An ADHD sufferer who recently graduated from a midwestern public university (who exhibited symptoms from a young age, went through a rigorous evaluation, began by flushing his pills down the toilet in protest, and now takes them responsibl­y) recalls being perturbed when he arrived on campus and immediatel­y found himself to be a flame among moths. During his senior year, he was assigned a new roommate who wouldn’t take no for an answer. He’d gone out for a walk when the roommate rummaged through his belongings and stole his Adderall. “Just shows you how desperate people are to get their hands on these drugs,” he says, dolefully.

I spoke to a British psychiatri­st who has worked in the NHS for nearly 30 years. He said that while there will always be people willing to “buy a diagnosis”, a system based on such an incentive is a perverse one. There’s really no upper limit, either. The total revenue for pharmaceut­ical companies in 2019 for ADHD drugs is $13 billion, a figure that has been steadily climbing for the past five years, and has increased fifty-fold in the past two decades.

The psychiatri­st also said that while an ADHD diagnosis can be helpful in certain circumstan­ces, with many patients, the clinically appropriat­e thing to tell them is “there’s not a lot wrong with you, just get on with your life”. It is telling that, despite my best efforts, I was able to find only one undergradu­ate at a British university (Oxford) who had any experience with “study drugs”. In this case, it was Modafinil: in verb form, “moding”. The extent of this student’s experience had been to swallow a single pill, gifted by a friend, who had “got it quite easily online”. He had felt so energised that, having whistled through his work, he forgot to eat, went for a midnight run, stayed up until 4 am and felt “as sick as a dog” the next day. He had no desire to do it again. I asked whether he’d ever seen anyone snort it at parties. Laughing, he said he had not.

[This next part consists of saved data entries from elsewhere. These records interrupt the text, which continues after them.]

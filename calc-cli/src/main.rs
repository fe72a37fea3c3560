//! Calculator CLI Application
//!
//! This is the command-line harness for the calculator engine.
//! It uses the calc-engine library and adds:
//! - Line-oriented token input from stdin or a file
//! - Host directives for mode switching and history listing
//! - Text or JSON output after each line
//! - TOML configuration

use anyhow::{Context, Result};
use calc_engine::Mode;
use clap::{Parser, ValueEnum};
use std::fs::File;
use std::io::{self, BufRead, BufReader, Write};
use std::path::PathBuf;

mod config;
mod report;
mod session;

use config::{AppConfig, OutputFormat};
use session::Session;

/// Calculator - feed one token per line, read display/history/error back
#[derive(Parser, Debug)]
#[command(name = "calc-cli")]
#[command(about = "Token-driven calculator engine harness", long_about = None)]
#[command(version)]
struct Args {
    /// Read tokens from this file instead of stdin
    #[arg(short, long, value_name = "FILE")]
    input: Option<PathBuf>,

    /// Path to configuration file (config.toml)
    #[arg(short, long, value_name = "FILE")]
    config: Option<PathBuf>,

    /// Starting mode (overrides the config file)
    #[arg(short, long, value_enum)]
    mode: Option<ModeArg>,

    /// Output format (overrides the config file)
    #[arg(short, long, value_enum)]
    format: Option<OutputFormat>,

    /// Verbosity level (can be repeated: -v, -vv, -vvv)
    #[arg(short, long, action = clap::ArgAction::Count)]
    verbose: u8,

    /// Suppress all log output except errors
    #[arg(short, long)]
    quiet: bool,
}

#[derive(Debug, Clone, Copy, ValueEnum)]
enum ModeArg {
    Basic,
    Scientific,
}

impl From<ModeArg> for Mode {
    fn from(arg: ModeArg) -> Self {
        match arg {
            ModeArg::Basic => Mode::Basic,
            ModeArg::Scientific => Mode::Scientific,
        }
    }
}

fn main() -> Result<()> {
    // Parse command line arguments
    let args = Args::parse();

    // Initialize logging
    init_logging(args.verbose, args.quiet);

    log::info!("Calculator CLI v{}", env!("CARGO_PKG_VERSION"));
    log::info!("Using engine library v{}", calc_engine::VERSION);

    let config = build_config(&args)?;
    log::debug!("Effective configuration: {:?}", config);

    let reader: Box<dyn BufRead> = match &args.input {
        Some(path) => {
            let file = File::open(path)
                .with_context(|| format!("Failed to open input file: {:?}", path))?;
            Box::new(BufReader::new(file))
        }
        None => Box::new(io::stdin().lock()),
    };

    run_session(reader, config)
}

/// Merge the config file with command-line overrides
fn build_config(args: &Args) -> Result<AppConfig> {
    let mut config = match &args.config {
        Some(path) => {
            log::info!("Loading configuration from: {:?}", path);
            config::load_config(path)?
        }
        None => AppConfig::default(),
    };

    if let Some(mode) = args.mode {
        config.engine.mode = mode.into();
    }
    if let Some(format) = args.format {
        config.output.format = format;
    }

    Ok(config)
}

/// Feed every input line to the calculator until EOF
fn run_session(reader: Box<dyn BufRead>, config: AppConfig) -> Result<()> {
    let mut session = Session::new(config.engine, config.output);
    let stdout = io::stdout();
    let mut out = stdout.lock();
    let mut lines = 0usize;

    for line in reader.lines() {
        let line = line.context("Failed to read input line")?;
        lines += 1;

        if let Some(record) = session.handle_line(&line)? {
            writeln!(out, "{}", record)?;
            out.flush()?;
        }
    }

    log::info!(
        "EOF after {} lines, {} calculations",
        lines,
        session.calculator().history_log().len()
    );
    Ok(())
}

/// Initialize logging based on verbosity level
fn init_logging(verbose: u8, quiet: bool) {
    use env_logger::{Builder, Target};
    use log::LevelFilter;

    let level = if quiet {
        LevelFilter::Error
    } else {
        match verbose {
            0 => LevelFilter::Warn,
            1 => LevelFilter::Info,
            2 => LevelFilter::Debug,
            _ => LevelFilter::Trace,
        }
    };

    Builder::new()
        .filter_level(level)
        .target(Target::Stderr)
        .format(|buf, record| {
            writeln!(
                buf,
                "[{} {}] {}",
                record.level(),
                record.target(),
                record.args()
            )
        })
        .init();
}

But no one laughs like this in America. One student told me that “it feels unfair if you’re not using it. Almost like you’re playing baseball and one person’s taking steroids and you’re not”. As relatable as this sentiment may be, there’s next to no empirical evidence to support it. In fact, of the research that is out there, it would seem that, even among those with ADHD diagnoses, those not on prescripti­on drugs tend to have marginally better grades than those on them. Unlike sport-enhancing drugs, which improve the quality of one’s performanc­e, “study drugs” enhance quantity and frequency. So, while they cannot transform a bumbling dum dum into T.S. Eliot, they can turn T.S. Eliot into T.S. Eliot on speed. Because that’s effectivel­y what Adderall is — speed. Brainfuel, making gravity seem weaker and the back of your cereal box the most interestin­g thing you’ve ever read.

As for why these drugs are so popular, I had wondered that myself. During the first 20 days of August, I, a blushing Adderall virgin, published 7,781 words. During the next ten days, I, M(+)addy, published 9,780 words. I also published 100 per cent more articles and 150 per cent more blog posts, though the drug-assisted ones were noticeably shorter, and the number of long-form pieces remained the same. The most robust conclusion I can draw from this wee experiment, then, is that — all other things being equal — on Adderall, I wrote 25 per cent more words in half the amount of time. Which doesn’t include this article, of course — written on (as well as about) Adderall.

Though I intend this to be the last piece I write under the influence of it, I do shudder to recall, as the ink on my cheque dried, the psychiatri­st’s parting words: “Come to think of it, no. I’ve never had a patient, once prescribed, go off them.”